Loss Function Calculation: First, the model calculates how far off the prediction is from the actual result. This is measured using a loss function (e.g., mean squared error for regression or cross-entropy for classification).

Example: If the model predicted house prices, the loss would measure the difference between the predicted and actual prices.

2. Compute Gradients: Backpropagation calculates how much each weight in the network contributed to the error. It uses the chain rule from calculus to determine how a small change in each weight would affect the loss.

3. Update Weights: Using Gradient Descent, the model adjusts the weights in the direction that minimizes the loss. Each weight is updated by subtracting the gradient multiplied by a learning rate.

4. Repeat: This process of feedforward prediction and backpropagation weight adjustment is repeated many times (iterations), allowing the network to learn from its mistakes.

In simpler terms, feedforward is about making predictions using weights, while backpropagation is about adjusting those weights based on the errors in predictions.

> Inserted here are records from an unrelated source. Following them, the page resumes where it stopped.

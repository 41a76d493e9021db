pub mod app;
pub mod auth;
pub mod config;
pub mod error;
pub mod handlers;
pub mod middleware;
pub mod observability;
use chrono::{Duration, Utc};
use jsonwebtoken::{decode, encode, DecodingKey, EncodingKey, Header, Validation};
use serde::{Deserialize, Serialize};
use thiserror::Error;

use crate::config::SecurityConfig;

/// Session token claims.
///
/// `impersonator_id` is set when an admin is acting as `sub`.
#[derive(Debug, Clone, Serialize, Deserialize)]
pub struct Claims {
    pub sub: String,
    #[serde(default, skip_serializing_if = "Option::is_none")]
    pub email: Option<String>,
    pub role: String,
    #[serde(default, skip_serializing_if = "Option::is_none")]
    pub org_id: Option<String>,
    #[serde(default, skip_serializing_if = "Option::is_none")]
    pub org_slug: Option<String>,
    #[serde(default, skip_serializing_if = "Option::is_none")]
    pub org_role: Option<String>,
    #[serde(default, skip_serializing_if = "Option::is_none")]
    pub impersonator_id: Option<String>,
    pub exp: i64,
    pub iat: i64,
}

impl Claims {
    /// Claims valid for `security.jwt_expiry_hours` from now.
    pub fn new(user_id: impl Into<String>, role: impl Into<String>, security: &SecurityConfig) -> Self {
        let now = Utc::now();
        let expiry_hours = i64::try_from(security.jwt_expiry_hours).unwrap_or(i64::MAX / 3_600);
        let exp = (now + Duration::hours(expiry_hours)).timestamp();

        Self {
            sub: user_id.into(),
            email: None,
            role: role.into(),
            org_id: None,
            org_slug: None,
            org_role: None,
            impersonator_id: None,
            exp,
            iat: now.timestamp(),
        }
    }

    pub fn with_email(mut self, email: impl Into<String>) -> Self {
        self.email = Some(email.into());
        self
    }

    pub fn with_org(mut self, id: impl Into<String>, slug: impl Into<String>, role: impl Into<String>) -> Self {
        self.org_id = Some(id.into());
        self.org_slug = Some(slug.into());
        self.org_role = Some(role.into());
        self
    }

    pub fn impersonated_by(mut self, admin_id: impl Into<String>) -> Self {
        self.impersonator_id = Some(admin_id.into());
        self
    }
}

#[derive(Debug, Error)]
pub enum JwtError {
    #[error("JWT generation error: {0}")]
    TokenGeneration(String),

    #[error("Invalid JWT token: {0}")]
    InvalidToken(String),

    #[error("JWT secret not configured")]
    InvalidSecret,
}

pub fn generate_jwt(claims: &Claims, security: &SecurityConfig) -> Result<String, JwtError> {
    let secret = &security.jwt_secret;

    if secret.is_empty() {
        return Err(JwtError::InvalidSecret);
    }

    let encoding_key = EncodingKey::from_secret(secret.as_bytes());
    let header = Header::default();

    encode(&header, claims, &encoding_key)
        .map_err(|e| JwtError::TokenGeneration(e.to_string()))
}

pub fn validate_jwt(token: &str, security: &SecurityConfig) -> Result<Claims, JwtError> {
    let secret = &security.jwt_secret;

    if secret.is_empty() {
        return Err(JwtError::InvalidSecret);
    }

    let decoding_key = DecodingKey::from_secret(secret.as_bytes());
    let validation = Validation::default();

    let token_data = decode::<Claims>(token, &decoding_key, &validation)
        .map_err(|e| JwtError::InvalidToken(e.to_string()))?;

    Ok(token_data.claims)
}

Together, these steps enable the neural network to gradually improve its accuracy.

Summary of the Steps:

Collect Data: Prepare the dataset and define features (X) and target (y).
Initialize Inputs: Define input features (X) and output (y).
Initialize Weights and Biases: Randomly initialize weights (w) and biases (b).
Apply Activation Function: Add non-linearity with activation functions (e.g., ReLU, Sigmoid, Softmax).
Feed Forward: Pass inputs through the network and get predictions.
Compute Loss: Measure how far predictions are from actual outputs.
Backpropagation and Gradient Descent: Adjust weights to minimize the loss.
Train the Network: Iterate over multiple epochs, updating weights each time.
Evaluate the Model: Measure accuracy, confusion matrix, and other metrics.
Make Predictions: Use the trained model to predict new outcomes.